Saved entries
• • • • •

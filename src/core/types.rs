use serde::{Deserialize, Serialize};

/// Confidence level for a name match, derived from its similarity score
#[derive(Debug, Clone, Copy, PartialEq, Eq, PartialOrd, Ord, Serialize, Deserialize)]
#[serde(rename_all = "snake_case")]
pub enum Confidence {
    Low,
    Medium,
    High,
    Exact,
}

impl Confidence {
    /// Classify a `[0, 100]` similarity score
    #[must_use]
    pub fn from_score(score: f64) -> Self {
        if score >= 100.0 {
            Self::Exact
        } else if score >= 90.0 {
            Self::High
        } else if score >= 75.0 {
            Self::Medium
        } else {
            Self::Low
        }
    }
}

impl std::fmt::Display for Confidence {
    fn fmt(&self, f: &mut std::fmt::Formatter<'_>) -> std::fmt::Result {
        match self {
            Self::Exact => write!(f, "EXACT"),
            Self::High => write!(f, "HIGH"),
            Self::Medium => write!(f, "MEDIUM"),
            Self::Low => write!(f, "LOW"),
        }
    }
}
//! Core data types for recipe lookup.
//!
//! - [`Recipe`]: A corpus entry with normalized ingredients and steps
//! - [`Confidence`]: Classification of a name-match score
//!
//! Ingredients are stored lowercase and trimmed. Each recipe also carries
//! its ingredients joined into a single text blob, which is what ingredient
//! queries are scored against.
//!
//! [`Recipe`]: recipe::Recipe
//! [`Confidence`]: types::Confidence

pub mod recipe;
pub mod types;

• • • • •

Please copy the data above in its entirety, exactly as written.

filename src/core/types.rs
use serde::{Deserialize, Serialize};

/// Confidence level for a name match, derived from its similarity score
#[derive(Debug, Clone, Copy, PartialEq, Eq, PartialOrd, Ord, Serialize, Deserialize)]
#[serde(rename_all = "snake_case")]
pub enum Confidence {
    Low,
    Medium,
    High,
    Exact,
}

impl Confidence {
    /// Classify a `[0, 100]` similarity score
    #[must_use]
    pub fn from_score(score: f64) -> Self {
        if score >= 100.0 {
            Self::Exact
        } else if score >= 90.0 {
            Self::High
        } else if score >= 75.0 {
            Self::Medium
        } else {
            Self::Low
        }
    }
}

impl std::fmt::Display for Confidence {
    fn fmt(&self, f: &mut std::fmt::Formatter<'_>) -> std::fmt::Result {
        match self {
            Self::Exact => write!(f, "EXACT"),
            Self::High => write!(f, "HIGH"),
            Self::Medium => write!(f, "MEDIUM"),
            Self::Low => write!(f, "LOW"),
        }
    }
}
//! Core data types for recipe lookup.
//!
//! - [`Recipe`]: A corpus entry with normalized ingredients and steps
//! - [`Confidence`]: Classification of a name-match score
//!
//! Ingredients are stored lowercase and trimmed. Each recipe also carries
//! its ingredients joined into a single text blob, which is what ingredient
//! queries are scored against.
//!
//! [`Recipe`]: recipe::Recipe
//! [`Confidence`]: types::Confidence

pub mod recipe;
pub mod types;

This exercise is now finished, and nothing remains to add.